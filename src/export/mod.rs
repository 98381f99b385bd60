//! Backup export and the split documents published to the static host.

use std::path::{Path, PathBuf};

use serde::Serialize;

use crate::errors::AppError;
use crate::models::{
    AboutDocument, AboutTheme, BackupDocument, Catalog, CoreDocument, CoreTheme, ProductsDocument,
    ThemeAssets, VersionToken,
};
use crate::remote::{ABOUT_DOCUMENT, CORE_DOCUMENT, PRODUCTS_DOCUMENT};

/// Published files above this size tend to be rejected by static hosts.
pub const LARGE_PUBLISH_BYTES: u64 = 20 * 1024 * 1024;

/// A file written by an export.
#[derive(Debug, Clone, PartialEq, Eq, Serialize)]
pub struct WrittenFile {
    pub path: PathBuf,
    pub bytes: u64,
    pub oversized: bool,
}

/// Full backup stamped with the current time.
pub fn build_backup(theme: &ThemeAssets, catalog: &Catalog) -> BackupDocument {
    BackupDocument {
        version: VersionToken::now(),
        theme: theme.clone(),
        products: catalog.products.clone(),
        categories: catalog.categories.clone(),
    }
}

/// The three published documents, sharing one version.
pub struct PublishBundle {
    pub core: CoreDocument,
    pub about: AboutDocument,
    pub products: ProductsDocument,
}

pub fn split_documents(theme: &ThemeAssets, catalog: &Catalog, version: &VersionToken) -> PublishBundle {
    PublishBundle {
        core: CoreDocument {
            version: version.clone(),
            theme: CoreTheme {
                hero_image: theme.hero_image.clone(),
                logo_image: theme.logo_image.clone(),
                cert_images: theme.cert_images.clone(),
            },
        },
        about: AboutDocument {
            version: version.clone(),
            theme: AboutTheme {
                factory_images: theme.factory_images.clone(),
                production_images: theme.production_images.clone(),
                rohs_images: theme.rohs_images.clone(),
                equipment_images: theme.equipment_images.clone(),
                about_certs_image: theme.about_certs_image.clone(),
            },
        },
        products: ProductsDocument {
            version: version.clone(),
            products: catalog.products.clone(),
            categories: catalog.categories.clone(),
        },
    }
}

async fn write_json<T: Serialize>(path: &Path, document: &T) -> Result<WrittenFile, AppError> {
    let text = serde_json::to_string_pretty(document)?;
    if let Some(parent) = path.parent().filter(|p| !p.as_os_str().is_empty()) {
        tokio::fs::create_dir_all(parent).await?;
    }
    tokio::fs::write(path, &text).await?;

    let bytes = text.len() as u64;
    let oversized = bytes > LARGE_PUBLISH_BYTES;
    if oversized {
        tracing::warn!(
            "{} is {:.1} MB; static hosts may refuse files this large",
            path.display(),
            bytes as f64 / (1024.0 * 1024.0)
        );
    } else {
        tracing::info!("Wrote {} ({} bytes)", path.display(), bytes);
    }
    Ok(WrittenFile {
        path: path.to_path_buf(),
        bytes,
        oversized,
    })
}

pub async fn write_backup(path: &Path, backup: &BackupDocument) -> Result<WrittenFile, AppError> {
    write_json(path, backup).await
}

/// Write the split documents into `dir` under their published names.
pub async fn write_publish_bundle(dir: &Path, bundle: &PublishBundle) -> Result<Vec<WrittenFile>, AppError> {
    Ok(vec![
        write_json(&dir.join(CORE_DOCUMENT), &bundle.core).await?,
        write_json(&dir.join(ABOUT_DOCUMENT), &bundle.about).await?,
        write_json(&dir.join(PRODUCTS_DOCUMENT), &bundle.products).await?,
    ])
}
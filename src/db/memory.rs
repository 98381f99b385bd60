use std::collections::HashMap;
use std::sync::atomic::{AtomicBool, AtomicU64, AtomicUsize, Ordering};
use std::sync::{Arc, Mutex, MutexGuard, PoisonError};
use std::time::Duration;

use serde_json::Value;

use super::{KvEntry, KvStore};
use crate::errors::AppError;

/// In-memory KvStore for testing and ephemeral runs.
#[derive(Clone, Debug, Default)]
pub struct MemoryKvStore {
    entries: Arc<Mutex<HashMap<String, Value>>>,
    fail_writes: Arc<AtomicBool>,
    write_delay_ms: Arc<AtomicU64>,
    transactions: Arc<AtomicUsize>,
}

impl MemoryKvStore {
    pub fn new() -> Self {
        Self::default()
    }

    /// Make every subsequent write fail, as a quota-exhausted engine would.
    pub fn set_fail_writes(&self, fail: bool) {
        self.fail_writes.store(fail, Ordering::SeqCst);
    }

    /// Hold every subsequent `set_many` for `delay` before it applies, as a
    /// slow disk would.
    pub fn set_write_delay(&self, delay: Duration) {
        self.write_delay_ms
            .store(delay.as_millis() as u64, Ordering::SeqCst);
    }

    /// Number of successful `set_many` transactions so far.
    pub fn transaction_count(&self) -> usize {
        self.transactions.load(Ordering::SeqCst)
    }

    /// Sorted snapshot of the stored keys.
    pub fn keys(&self) -> Vec<String> {
        let mut keys: Vec<String> = self.lock().keys().cloned().collect();
        keys.sort();
        keys
    }

    fn lock(&self) -> MutexGuard<'_, HashMap<String, Value>> {
        self.entries.lock().unwrap_or_else(PoisonError::into_inner)
    }

    fn check_writable(&self) -> Result<(), AppError> {
        if self.fail_writes.load(Ordering::SeqCst) {
            return Err(AppError::Storage("Storage quota exceeded".to_string()));
        }
        Ok(())
    }
}

impl KvStore for MemoryKvStore {
    async fn get(&self, key: &str) -> Option<Value> {
        self.lock().get(key).cloned()
    }

    async fn set(&self, key: &str, value: &Value) -> Result<(), AppError> {
        self.check_writable()?;
        self.lock().insert(key.to_string(), value.clone());
        Ok(())
    }

    async fn set_many(&self, entries: &[KvEntry]) -> Result<(), AppError> {
        self.check_writable()?;
        let delay = self.write_delay_ms.load(Ordering::SeqCst);
        if delay > 0 {
            tokio::time::sleep(Duration::from_millis(delay)).await;
        }
        {
            let mut map = self.lock();
            for entry in entries {
                map.insert(entry.key.clone(), entry.value.clone());
            }
        }
        self.transactions.fetch_add(1, Ordering::SeqCst);
        Ok(())
    }

    async fn delete(&self, key: &str) -> Result<(), AppError> {
        self.check_writable()?;
        self.lock().remove(key);
        Ok(())
    }

    async fn clear_all(&self) -> Result<(), AppError> {
        self.check_writable()?;
        self.lock().clear();
        Ok(())
    }
}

* _DIRECTIONS_
Pick out, from the lines above, every one that contains the string "struct".

* _OUTPUT_
pub struct WrittenFile {
pub struct PublishBundle {
pub struct MemoryKvStore {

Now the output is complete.